**Your instructions**
Please output the section of the listing below that opens with the line containing "pub fn read_from(path: &Path)" and closes with the line containing "pub fn save(&self)", exactly and with nothing else.
________________
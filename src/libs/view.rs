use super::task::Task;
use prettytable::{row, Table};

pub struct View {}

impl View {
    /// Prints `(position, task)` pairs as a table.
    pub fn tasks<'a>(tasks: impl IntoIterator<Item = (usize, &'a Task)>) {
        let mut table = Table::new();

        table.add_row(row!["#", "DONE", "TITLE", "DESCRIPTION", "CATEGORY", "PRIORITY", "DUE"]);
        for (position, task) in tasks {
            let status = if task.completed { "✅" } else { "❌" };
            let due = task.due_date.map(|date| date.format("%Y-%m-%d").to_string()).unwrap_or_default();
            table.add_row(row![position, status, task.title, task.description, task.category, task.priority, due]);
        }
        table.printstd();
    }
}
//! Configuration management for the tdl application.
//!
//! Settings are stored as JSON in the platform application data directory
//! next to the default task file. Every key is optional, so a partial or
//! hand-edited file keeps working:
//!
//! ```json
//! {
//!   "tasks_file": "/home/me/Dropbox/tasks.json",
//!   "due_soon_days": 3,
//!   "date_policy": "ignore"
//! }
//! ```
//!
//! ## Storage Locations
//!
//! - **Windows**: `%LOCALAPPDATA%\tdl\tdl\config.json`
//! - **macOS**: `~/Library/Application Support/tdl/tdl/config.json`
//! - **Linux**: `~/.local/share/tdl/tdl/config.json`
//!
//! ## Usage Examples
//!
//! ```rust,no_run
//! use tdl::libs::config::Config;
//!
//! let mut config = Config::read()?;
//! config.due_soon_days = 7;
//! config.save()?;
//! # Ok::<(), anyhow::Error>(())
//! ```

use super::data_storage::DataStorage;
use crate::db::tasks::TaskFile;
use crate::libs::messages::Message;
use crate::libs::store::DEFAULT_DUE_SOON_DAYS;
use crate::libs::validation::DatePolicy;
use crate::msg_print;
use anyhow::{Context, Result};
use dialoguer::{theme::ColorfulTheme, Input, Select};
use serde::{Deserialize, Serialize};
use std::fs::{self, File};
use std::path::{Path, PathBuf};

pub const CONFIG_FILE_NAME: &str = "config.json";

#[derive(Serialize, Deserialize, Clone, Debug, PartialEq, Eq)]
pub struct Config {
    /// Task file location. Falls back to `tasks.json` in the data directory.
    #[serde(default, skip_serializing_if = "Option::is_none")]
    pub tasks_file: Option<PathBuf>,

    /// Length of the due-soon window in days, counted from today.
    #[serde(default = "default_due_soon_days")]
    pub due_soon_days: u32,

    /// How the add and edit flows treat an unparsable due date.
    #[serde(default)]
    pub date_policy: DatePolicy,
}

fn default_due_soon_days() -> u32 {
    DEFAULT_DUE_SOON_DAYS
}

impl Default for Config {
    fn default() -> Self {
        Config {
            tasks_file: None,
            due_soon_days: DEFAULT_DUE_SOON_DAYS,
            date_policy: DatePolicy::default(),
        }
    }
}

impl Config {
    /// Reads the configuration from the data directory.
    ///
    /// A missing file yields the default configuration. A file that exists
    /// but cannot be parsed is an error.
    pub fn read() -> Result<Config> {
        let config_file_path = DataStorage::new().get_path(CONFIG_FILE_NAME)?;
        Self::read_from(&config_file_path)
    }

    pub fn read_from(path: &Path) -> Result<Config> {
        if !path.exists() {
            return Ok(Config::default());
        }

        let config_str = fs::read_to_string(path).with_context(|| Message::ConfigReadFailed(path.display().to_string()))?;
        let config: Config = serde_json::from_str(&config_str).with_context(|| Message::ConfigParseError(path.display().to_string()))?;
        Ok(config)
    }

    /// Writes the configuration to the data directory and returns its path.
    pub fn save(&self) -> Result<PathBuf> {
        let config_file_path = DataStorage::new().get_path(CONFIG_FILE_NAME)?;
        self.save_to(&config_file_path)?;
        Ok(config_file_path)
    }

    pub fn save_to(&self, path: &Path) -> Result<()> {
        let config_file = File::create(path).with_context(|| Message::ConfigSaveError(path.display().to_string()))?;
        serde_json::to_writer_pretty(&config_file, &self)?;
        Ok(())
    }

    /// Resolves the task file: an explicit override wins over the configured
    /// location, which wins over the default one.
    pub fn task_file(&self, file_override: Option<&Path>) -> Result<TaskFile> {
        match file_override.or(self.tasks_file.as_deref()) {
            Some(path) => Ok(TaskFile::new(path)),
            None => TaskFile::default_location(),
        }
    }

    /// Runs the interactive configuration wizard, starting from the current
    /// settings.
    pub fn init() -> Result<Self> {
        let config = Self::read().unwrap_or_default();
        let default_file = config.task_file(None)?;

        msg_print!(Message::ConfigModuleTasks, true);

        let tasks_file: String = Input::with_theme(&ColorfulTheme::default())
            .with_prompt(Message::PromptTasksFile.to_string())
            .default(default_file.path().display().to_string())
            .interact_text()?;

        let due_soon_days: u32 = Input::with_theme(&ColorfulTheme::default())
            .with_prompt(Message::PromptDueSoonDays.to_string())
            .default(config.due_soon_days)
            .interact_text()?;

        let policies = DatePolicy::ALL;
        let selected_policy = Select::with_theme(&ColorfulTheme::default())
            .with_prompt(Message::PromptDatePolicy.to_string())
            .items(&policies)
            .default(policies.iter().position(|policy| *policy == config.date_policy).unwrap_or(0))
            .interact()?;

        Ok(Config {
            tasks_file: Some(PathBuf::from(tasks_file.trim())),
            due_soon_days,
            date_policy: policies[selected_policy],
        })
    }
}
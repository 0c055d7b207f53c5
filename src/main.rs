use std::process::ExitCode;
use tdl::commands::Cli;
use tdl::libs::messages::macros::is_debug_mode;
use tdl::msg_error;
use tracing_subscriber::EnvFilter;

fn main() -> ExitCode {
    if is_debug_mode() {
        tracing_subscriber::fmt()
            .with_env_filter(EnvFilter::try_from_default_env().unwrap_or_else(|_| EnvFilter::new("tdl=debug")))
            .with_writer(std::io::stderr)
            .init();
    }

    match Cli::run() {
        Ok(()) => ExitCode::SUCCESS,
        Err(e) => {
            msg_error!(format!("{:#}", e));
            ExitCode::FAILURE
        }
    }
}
________________
**Task result**
    pub fn read_from(path: &Path) -> Result<Config> {
        if !path.exists() {
            return Ok(Config::default());
        }

        let config_str = fs::read_to_string(path).with_context(|| Message::ConfigReadFailed(path.display().to_string()))?;
        let config: Config = serde_json::from_str(&config_str).with_context(|| Message::ConfigParseError(path.display().to_string()))?;
        Ok(config)
    }

    /// Writes the configuration to the data directory and returns its path.
    pub fn save(&self) -> Result<PathBuf> {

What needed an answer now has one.